Desta vez a consulta vem de Florianópolis, de onde escreve a professora Gilda Maria W.: "Nossos alunos do noturno estão lendo O Cortiço, de Aluísio Azevedo, o qual, como o senhor deve saber, faz parte do programa básico de Literatura Brasileira. Há uma passagem em que Rita Baiana diz que Léonie, a prostituta, é senhora de seu corpo, "que ela só entrega a quem muito bem lhe der na veneta!" – e é por isso que venho pedir seu auxílio.
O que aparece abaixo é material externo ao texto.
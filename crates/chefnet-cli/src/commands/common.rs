use std::env;
use std::path::PathBuf;

use chefnet_core::{AttendanceRecord, ClientConfig, Course, PendingListEntry, Recipe};
use chrono::Utc;
use serde::Serialize;

use crate::error::CliError;

pub const DB_PATH_ENV: &str = "CHEFNET_DB_PATH";

pub fn resolve_db_path(cli_db_path: Option<PathBuf>) -> Result<PathBuf, CliError> {
    match cli_db_path.or_else(|| env::var_os(DB_PATH_ENV).map(PathBuf::from)) {
        Some(path) => Ok(path),
        None => default_db_path(),
    }
}

pub fn default_db_path() -> Result<PathBuf, CliError> {
    dirs::data_dir()
        .map(|dir| dir.join("chefnet").join("chefnet.db"))
        .ok_or_else(|| {
            CliError::Config("could not resolve a data directory; pass --db-path".to_string())
        })
}

/// Environment configuration with command-line overrides applied.
pub fn resolve_config(api_url: Option<&str>, offline: bool) -> Result<ClientConfig, CliError> {
    config_from_lookup(|key| env::var(key).ok(), api_url, offline)
}

pub fn config_from_lookup(
    lookup: impl Fn(&str) -> Option<String>,
    api_url: Option<&str>,
    offline: bool,
) -> Result<ClientConfig, CliError> {
    let mut config = ClientConfig::from_lookup(lookup)?;
    if let Some(url) = api_url {
        config = config.with_api_base_url(url)?;
    }
    if offline {
        config.use_backend = false;
    }
    Ok(config)
}

pub fn normalize_search_query(query: &str) -> Result<String, CliError> {
    let trimmed = query.trim();
    if trimmed.is_empty() {
        Err(CliError::EmptySearchQuery)
    } else {
        Ok(trimmed.to_string())
    }
}

pub fn print_json<T: Serialize + ?Sized>(value: &T) -> Result<(), CliError> {
    println!("{}", serde_json::to_string_pretty(value)?);
    Ok(())
}

/// First `max_chars` characters of the first line, with an ellipsis when cut.
pub fn preview(text: &str, max_chars: usize) -> String {
    let first_line = text.lines().next().unwrap_or("").trim();
    if first_line.chars().count() <= max_chars {
        return first_line.to_string();
    }
    let mut cut = first_line
        .chars()
        .take(max_chars.saturating_sub(3))
        .collect::<String>();
    cut.push_str("...");
    cut
}

pub fn format_recipe_lines(recipes: &[Recipe]) -> Vec<String> {
    recipes
        .iter()
        .map(|recipe| {
            let title = preview(&recipe.title, 40);
            let status = if recipe.is_published() {
                ""
            } else {
                "  (awaiting approval)"
            };
            format!(
                "{:<6}  {title:<40}  {:<8}  {:.1}*{status}",
                recipe.id, recipe.duration, recipe.rating
            )
        })
        .collect()
}

pub fn format_recipe_details(recipe: &Recipe) -> Vec<String> {
    let mut lines = vec![format!("{} (#{})", recipe.title, recipe.id)];
    if !recipe.description.is_empty() {
        lines.push(recipe.description.clone());
    }
    lines.push(format!(
        "Duration: {}  Servings: {}  Rating: {:.1} ({} reviews)",
        recipe.duration, recipe.servings, recipe.rating, recipe.review_count
    ));
    if let Some(user) = &recipe.user {
        lines.push(format!("By: {}", display_or(&user.name, &user.id)));
    }

    if !recipe.ingredients.is_empty() {
        lines.push(String::new());
        lines.push("Ingredients:".to_string());
        for ingredient in &recipe.ingredients {
            if ingredient.amount.is_empty() {
                lines.push(format!("  - {}", ingredient.name));
            } else {
                lines.push(format!("  - {} ({})", ingredient.name, ingredient.amount));
            }
        }
    }
    if !recipe.steps.is_empty() {
        lines.push(String::new());
        lines.push("Steps:".to_string());
        for step in &recipe.steps {
            lines.push(format!("  {}. {}", step.number, step.text));
        }
    }
    lines
}

pub fn format_course_lines(courses: &[Course]) -> Vec<String> {
    courses
        .iter()
        .map(|course| {
            let title = preview(&course.title, 40);
            let price = course
                .price
                .map_or_else(|| "-".to_string(), |price| format!("${price:.2}"));
            format!(
                "{:<6}  {title:<40}  {:<8}  {price}",
                course.id, course.duration
            )
        })
        .collect()
}

pub fn format_course_details(course: &Course) -> Vec<String> {
    let mut lines = vec![format!("{} (#{})", course.title, course.id)];
    if !course.description.is_empty() {
        lines.push(course.description.clone());
    }
    lines.push(format!(
        "Duration: {}  Modality: {}",
        course.duration,
        display_or(&course.modality, "-")
    ));
    for schedule in &course.schedules {
        let site = course
            .sites
            .iter()
            .find(|site| site.id == schedule.site_id)
            .map_or(schedule.site_id.as_str(), |site| site.name.as_str());
        lines.push(format!(
            "  {} -> {} at {} ({} slots)",
            schedule.start_date.as_deref().unwrap_or("?"),
            schedule.end_date.as_deref().unwrap_or("?"),
            display_or(site, "-"),
            schedule.available_slots
        ));
    }
    lines
}

pub fn format_pending_lines(entries: &[PendingListEntry]) -> Vec<String> {
    let now_ms = Utc::now().timestamp_millis();
    entries
        .iter()
        .map(|entry| {
            let mark = if entry.completed { "x" } else { " " };
            let title = preview(&entry.recipe.title, 40);
            let added = entry.added_date.map_or_else(String::new, |date| {
                format!("added {}", format_relative_time(date.timestamp_millis(), now_ms))
            });
            format!("[{mark}] {:<6}  {title:<40}  {added}", entry.recipe.id)
        })
        .collect()
}

pub fn format_queue_lines(records: &[AttendanceRecord]) -> Vec<String> {
    let now_ms = Utc::now().timestamp_millis();
    records
        .iter()
        .map(|record| {
            format!(
                "student={} course={}  {}  attempts={}  {}",
                record.student_id,
                record.course_id,
                format_relative_time(record.timestamp.timestamp_millis(), now_ms),
                record.attempts,
                record.last_error.as_deref().unwrap_or("")
            )
        })
        .collect()
}

pub fn format_relative_time(timestamp_ms: i64, now_ms: i64) -> String {
    let diff = now_ms.saturating_sub(timestamp_ms);
    let minute = 60_000;
    let hour = 60 * minute;
    let day = 24 * hour;
    let week = 7 * day;
    let month = 30 * day;
    let year = 365 * day;

    if diff < minute {
        "just now".to_string()
    } else if diff < hour {
        format!("{}m ago", diff / minute)
    } else if diff < day {
        format!("{}h ago", diff / hour)
    } else if diff < week {
        format!("{}d ago", diff / day)
    } else if diff < month {
        format!("{}w ago", diff / week)
    } else if diff < year {
        format!("{}mo ago", diff / month)
    } else {
        format!("{}y ago", diff / year)
    }
}

fn display_or<'a>(value: &'a str, fallback: &'a str) -> &'a str {
    if value.trim().is_empty() {
        fallback
    } else {
        value
    }
}
//! Remote backend client.
//!
//! [`ChefNetApi`] is the seam between the data layer and the backend. It
//! hands back raw backend JSON (mapping happens in [`crate::mappers`]) and
//! reports every failure as a [`RemoteError`] whose kind is decided once, at
//! the client boundary, so callers never re-parse error text.

mod http;
mod offline;

use std::fmt;

use serde_json::Value;
use thiserror::Error;

pub use http::HttpApi;
pub use offline::OfflineApi;

/// Broad class of a backend failure
#[derive(Debug, Clone, Copy, PartialEq, Eq)]
pub enum RemoteErrorKind {
    /// Unreachable host, timeout, 5xx, undecodable response
    Connectivity,
    /// The referenced user/course/recipe does not exist
    NotFound,
    /// The backend rejected the identifiers or payload
    Validation,
    /// Missing or rejected credentials
    Unauthorized,
    /// Any other backend-reported failure, e.g. a business-rule conflict
    Api,
}

impl fmt::Display for RemoteErrorKind {
    fn fmt(&self, f: &mut fmt::Formatter<'_>) -> fmt::Result {
        let label = match self {
            Self::Connectivity => "connectivity",
            Self::NotFound => "not found",
            Self::Validation => "validation",
            Self::Unauthorized => "unauthorized",
            Self::Api => "api",
        };
        f.write_str(label)
    }
}

/// Failure of a backend call
#[derive(Debug, Clone, Error, PartialEq, Eq)]
#[error("Backend {kind} error: {message}")]
pub struct RemoteError {
    pub kind: RemoteErrorKind,
    /// HTTP status when the backend answered
    pub status: Option<u16>,
    pub message: String,
}

impl RemoteError {
    pub fn new(kind: RemoteErrorKind, message: impl Into<String>) -> Self {
        Self {
            kind,
            status: None,
            message: message.into(),
        }
    }

    pub fn connectivity(message: impl Into<String>) -> Self {
        Self::new(RemoteErrorKind::Connectivity, message)
    }

    pub fn not_found(message: impl Into<String>) -> Self {
        Self::new(RemoteErrorKind::NotFound, message)
    }

    pub fn validation(message: impl Into<String>) -> Self {
        Self::new(RemoteErrorKind::Validation, message)
    }

    /// Build an error from an HTTP status and response body.
    pub fn from_response(status: u16, body: &str) -> Self {
        Self {
            kind: classify_response(status, body),
            status: Some(status),
            message: crate::util::compact_text(body),
        }
    }

    /// Domain-class failures are not retryable and must reach the user.
    pub const fn is_domain(&self) -> bool {
        !self.is_retryable()
    }

    /// Failures worth queueing and trying again later.
    pub const fn is_retryable(&self) -> bool {
        matches!(
            self.kind,
            RemoteErrorKind::Connectivity | RemoteErrorKind::Unauthorized
        )
    }
}

impl From<reqwest::Error> for RemoteError {
    fn from(error: reqwest::Error) -> Self {
        Self {
            kind: RemoteErrorKind::Connectivity,
            status: error.status().map(|status| status.as_u16()),
            message: error.to_string(),
        }
    }
}

pub type RemoteResult<T> = Result<T, RemoteError>;

/// Classify a non-success HTTP response.
///
/// The attendance endpoint reports unknown students/courses as free text
/// (e.g. "Alumno no encontrado") with a generic status, so the body is
/// inspected before the status code.
pub fn classify_response(status: u16, body: &str) -> RemoteErrorKind {
    let body = body.to_lowercase();
    if body.contains("no encontrado")
        || body.contains("no existe")
        || body.contains("not found")
        || status == 404
    {
        return RemoteErrorKind::NotFound;
    }
    if body.contains("inválido")
        || body.contains("invalido")
        || body.contains("invalid")
        || status == 400
        || status == 422
    {
        return RemoteErrorKind::Validation;
    }

    match status {
        401 | 403 => RemoteErrorKind::Unauthorized,
        408 | 429 | 500..=599 => RemoteErrorKind::Connectivity,
        _ => RemoteErrorKind::Api,
    }
}

/// Backend resources consumed by the data layer.
///
/// List endpoints return the raw records; single-resource endpoints return
/// the raw record. Mutations report success as `Ok(())`.
#[allow(async_fn_in_trait)]
pub trait ChefNetApi {
    // Recipes
    async fn list_recipes(&self) -> RemoteResult<Vec<Value>>;
    async fn get_recipe(&self, recipe_id: &str) -> RemoteResult<Value>;
    async fn recipes_by_user(&self, user_id: &str) -> RemoteResult<Vec<Value>>;
    async fn search_recipes_by_name(&self, name: &str) -> RemoteResult<Vec<Value>>;
    async fn search_recipes_by_ingredient(&self, ingredient: &str) -> RemoteResult<Vec<Value>>;
    /// Returns the stored record, or `Value::Null` when the backend answers
    /// with an empty body.
    async fn create_recipe(&self, payload: &Value) -> RemoteResult<Value>;
    async fn update_recipe(&self, recipe_id: &str, payload: &Value) -> RemoteResult<Value>;
    async fn delete_recipe(&self, recipe_id: &str) -> RemoteResult<()>;
    async fn approve_recipe(&self, recipe_id: &str) -> RemoteResult<()>;

    // Courses
    async fn list_courses(&self) -> RemoteResult<Vec<Value>>;
    async fn get_course(&self, course_id: &str) -> RemoteResult<Value>;
    async fn enroll(&self, course_id: &str, user_id: &str) -> RemoteResult<()>;
    async fn cancel_enrollment(&self, course_id: &str, user_id: &str) -> RemoteResult<()>;

    // Users
    async fn get_user(&self, user_id: &str) -> RemoteResult<Value>;

    // Per-user pending recipe list
    async fn pending_list(&self, user_id: &str) -> RemoteResult<Vec<Value>>;
    async fn add_pending(&self, user_id: &str, recipe_id: &str) -> RemoteResult<()>;
    async fn remove_pending(&self, user_id: &str, recipe_id: &str) -> RemoteResult<()>;
    async fn set_pending_completed(
        &self,
        user_id: &str,
        recipe_id: &str,
        completed: bool,
    ) -> RemoteResult<()>;

    /// Returns the backend's plain-text confirmation.
    async fn record_attendance(&self, student_id: &str, course_id: &str) -> RemoteResult<String>;
}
Mostrei, no dicionário Houaiss, que veneta é o mesmo que vontade ou impulso, mas todos ficaram curiosíssimos – e eu me incluo – ao ver que deriva de veia. O que uma coisa tem a ver com a outra? O senhor poderia nos dar uma luz?".
Prezada Gilda Maria, este é um daqueles vocábulos que vêm nos fazer recordar que a língua é um fenômeno essencialmente histórico. O que tem a ver uma coisa com a outra? Hoje, nada – mas já teve, e temos de voltar ao passado para encontrar uma relação que se perdeu com a evolução da Medicina. Já falei aqui de vários casos semelhantes. A histeria, por exemplo, tem como origem o radical grego hister ("útero"), porque os antigos atribuíam os sintomas histéricos a uma disfunção uterina... Freud, dois mil anos depois, vem mudar radicalmente esta concepção, mas histeria – as palavras, como sabes, são construções mais resistentes que o mármore e o bronze – continua até hoje.
Outro exemplo interessante é o de bossa, que reúne, nos dicionários, dois significados aparentemente desvinculados: de um lado, o mais antigo: "calombo, protuberância"; do outro, o mais recente: "aptidão, queda, estilo". O responsável por este último foi Gall, médico austríaco, grande arauto da Frenologia, pseudociência que foi muito popular no séc. 19. Ele acreditava que podia analisar a personalidade e as aptidões de um paciente com base na forma externa do crânio, já que suas protuberâncias (ou bossas) corresponderiam a áreas mais desenvolvidas do cérebro (a bossa da matemática, a bossa da política, etc.; um personagem de Machado de Assis brinca com o amigo: "Nasceste com a bossa conjugal, como eu com a bossa viajante"). Gall e sua Frenologia desapareceram no vórtice da História, mas sua marca ficou para sempre no Português.
Pois a nossa veneta é simplesmente um diminutivo de veia (usando o radical ven-, o mesmo que aparece em venoso). Às veias, que a Medicina antiga compreendia muito mal, eram atribuídas várias funções psíquicas – daí se dizer que o medo faz gelar o sangue nas veias, enquanto a raiva o faz ferver. Assim como se fala, ainda hoje, na veia poética, na veia cômica, na veia dramática, a linguagem popular usava veneta para designar a "veia de doido", segundo Bluteau, para explicar as "ações inesperadas, repentinas ou extravagantes" das pessoas voluntariosas. E já que estamos no assunto, e já que esta coluna tem o prazer no seu título, ofereço a teus alunos uma pérola do Padre Vieira, considerado, com muita justiça, o Imperador da Língua: "Definindo-se S. Francisco a si mesmo, chamava-se em italiano fatuello di Dio: o doido ou doidinho de Deus. E se os poetas todos têm uma veia de doido, não podia faltar a este doido uma veia de poeta".